The outside of Mr Cutting’s Warrina Place home has been transformed into a Christmas wonderland for the lights for Lifeline campaign, which is aimed at raising money to educate telephone crisis support volunteers.

He said this year, his 14th year, he had about 80,000 lights around his home.

“I started doing Christmas lights when I was 13, it’s now my 14th year of actually doing it,” he said.

“It’s just a fantastic creative outlet. I really also enjoy how excited people get about it and the oohs and the ahs you hear in your front yard every night.”

“I just go for more colour and bigger and brighter is my philosophy.

“Every year I add more and more lights to the collection, this year there’s about 80,000 lights and next year there’s going to be well over 100,000.

“I don’t go for anything gimmicky…I prefer just a big bright classic Christmas that takes people’s breathe away.”

Not content with just brightening up his street, Mr Cutting also has about 63 Christmas trees set up inside his house for himself and his friends to enjoy.

“I start putting it up in September and I go all out on the inside,” he said.

“I love taking the blank canvas and turning it into something unique and special every year so it’s completely different.”

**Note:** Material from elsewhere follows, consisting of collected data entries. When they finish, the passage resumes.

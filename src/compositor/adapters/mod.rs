//! Adapter implementations for compositor ports.

pub mod cleanup;
pub mod memory;
pub mod process;
pub mod task;

pub use cleanup::CleanupAction;
pub use process::{ChildProcessResource, ProcessCommand};
pub use task::TaskResource;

Christmas is always on Mr Cutting’s mind.

He said it takes 12 months of preparation.

“I’ve already started building my 2016 display,” he said.

He said the lights for Lifeline campaign was a great cause.

“It breaks my heart, Christmas should be such a happy joyful time and yet if you don’t have the support of friends and family and loved ones in your life it’s actually anti Christmas,” he said.

For Lifeline’s services the days leading up to Christmas Day and the New Year are the busiest time of the year.

The national 13 11 14 crisis support telephone line receives a new call every 37 seconds during this period, with five per cent of all calls being from someone at high risk of suicide.

Lifeline WA chief executive Fiona Kalaf said Christmas is usually a time of family, sharing and giving but for some it could be a time of despair, loneliness and isolation.

“Lifeline volunteers answer 90 per cent of calls Australia-wide but that is not enough,” she said.

“That is why Lifeline WA has launched the 2015 lights for Lifeline campaign – to raise funds so we can educate more accredited volunteers who do such important life-saving work.”

The total number of WA residents who accessed Lifeline services in the 2014-15 financial year increased by more than 46,000, or 60 per cent, compared with the previous year.

To donate visit lights.org.au/donate.

To view Mr Cutting’s house visit 13 Warrina Place, Armadale.

If you or someone you know needs immediate assistance or support call Lifeline on 13 11 14.